本文详细介绍了如何使用动态规划解决编辑距离问题,通过删除操作使两个字符串相同。文章提供了具体实现代码,并解释了DP数组的含义及其初始化过程。
Problem statement:
Given two words word1 and word2, find the minimum number of steps required to make word1 and word2 the same, where in each step you can delete one character in either string.
Example 1:
Input: "sea", "eat" Output: 2 Explanation: You need one step to make "sea" to "ea" and another step to make "eat" to "ea".
Note:
- The length of given words won't exceed 500.
- Characters in given words can only be lower-case letters.
Solution:
This is a DP solution which is like 72. Edit Distance. DP array is dp[m + 1][n + 1], m = word1.size(), n = word2.size();
dp[i][j] means how many operations need to do if the first i chars in word1 match the first j chars in word2.

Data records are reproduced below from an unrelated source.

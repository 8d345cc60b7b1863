//! Historical cash-flow records.

use chrono::NaiveDate;

use super::error::AnalysisError;

#[derive(Debug, Clone, PartialEq)]
pub struct CashFlowRecord {
    pub date: NaiveDate,
    pub inflow: f64,
    pub outflow: f64,
    pub budget: Option<f64>,
}

impl CashFlowRecord {
    pub fn new(date: NaiveDate, inflow: f64, outflow: f64) -> Self {
        Self {
            date,
            inflow,
            outflow,
            budget: None,
        }
    }

    pub fn with_budget(mut self, budget: f64) -> Self {
        self.budget = Some(budget);
        self
    }

    /// inflow - outflow
    pub fn net(&self) -> f64 {
        self.inflow - self.outflow
    }
}

/// Date-ordered sequence of cash-flow records. Only [`CashFlowSeries::new`]
/// builds one, so the last record is always the latest.
#[derive(Debug, Clone, Default, PartialEq)]
pub struct CashFlowSeries {
    records: Vec<CashFlowRecord>,
}

impl CashFlowSeries {
    /// Builds a series sorted ascending by date. Duplicate dates are kept in
    /// input order.
    pub fn new(mut records: Vec<CashFlowRecord>) -> Self {
        records.sort_by_key(|r| r.date);
        Self { records }
    }

    pub fn records(&self) -> &[CashFlowRecord] {
        &self.records
    }

    pub fn into_records(self) -> Vec<CashFlowRecord> {
        self.records
    }

    pub fn len(&self) -> usize {
        self.records.len()
    }

    pub fn is_empty(&self) -> bool {
        self.records.is_empty()
    }

    pub fn last(&self) -> Option<&CashFlowRecord> {
        self.records.last()
    }

    /// True when at least one record carries a budget figure.
    pub fn has_budget(&self) -> bool {
        self.records.iter().any(|r| r.budget.is_some())
    }

    pub fn total_inflow(&self) -> f64 {
        self.records.iter().map(|r| r.inflow).sum()
    }

    pub fn total_outflow(&self) -> f64 {
        self.records.iter().map(|r| r.outflow).sum()
    }

    /// Sum of the budget figures that are present.
    pub fn total_budget(&self) -> f64 {
        self.records.iter().filter_map(|r| r.budget).sum()
    }

    /// Checks the invariants every analysis relies on: at least one record,
    /// finite non-negative flows and finite budgets.
    pub fn validate(&self) -> Result<(), AnalysisError> {
        if self.records.is_empty() {
            return Err(AnalysisError::schema(
                "cash-flow series must contain at least one record",
            ));
        }

        for r in &self.records {
            if !r.inflow.is_finite() || r.inflow < 0.0 {
                return Err(AnalysisError::schema(format!(
                    "inflow on {} must be a finite non-negative amount, got {}",
                    r.date, r.inflow
                )));
            }
            if !r.outflow.is_finite() || r.outflow < 0.0 {
                return Err(AnalysisError::schema(format!(
                    "outflow on {} must be a finite non-negative amount, got {}",
                    r.date, r.outflow
                )));
            }
            if let Some(b) = r.budget {
                if !b.is_finite() {
                    return Err(AnalysisError::schema(format!(
                        "budget on {} must be finite, got {}",
                        r.date, b
                    )));
                }
            }
        }

        Ok(())
    }
}
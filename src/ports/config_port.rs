//! Configuration access port trait.

pub trait ConfigPort {
    fn get_string(&self, section: &str, key: &str) -> Option<String>;
    fn get_int(&self, section: &str, key: &str, default: i64) -> i64;
    fn get_double(&self, section: &str, key: &str, default: f64) -> f64;
    fn get_bool(&self, section: &str, key: &str, default: bool) -> bool;
}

I believe "the first i and j" is essential to understand the key point of the DP solution.
Initialization:
dp[0][0 ... n] = 0 ... n : means the operations we want to match the word1 and word2 if word1 is empty.
dp[0 ... m][0] = 0 ... m : means the operations we want to match the word1 and word2 if word2 is empty.
DP formula:
There are two situations for dp[i][j]
word1[i] == word2[j] --> dp[i][j] = dp[i - 1][j - 1] --> no need any operation
word1[i] != word2[j] --> dp[i][j] = min(dp[i -1][j], dp[i][j - 1]) + 1 --> find the optimal value from previous choice.
Return value:
dp[m][n] means operations if word1 and word2 matches.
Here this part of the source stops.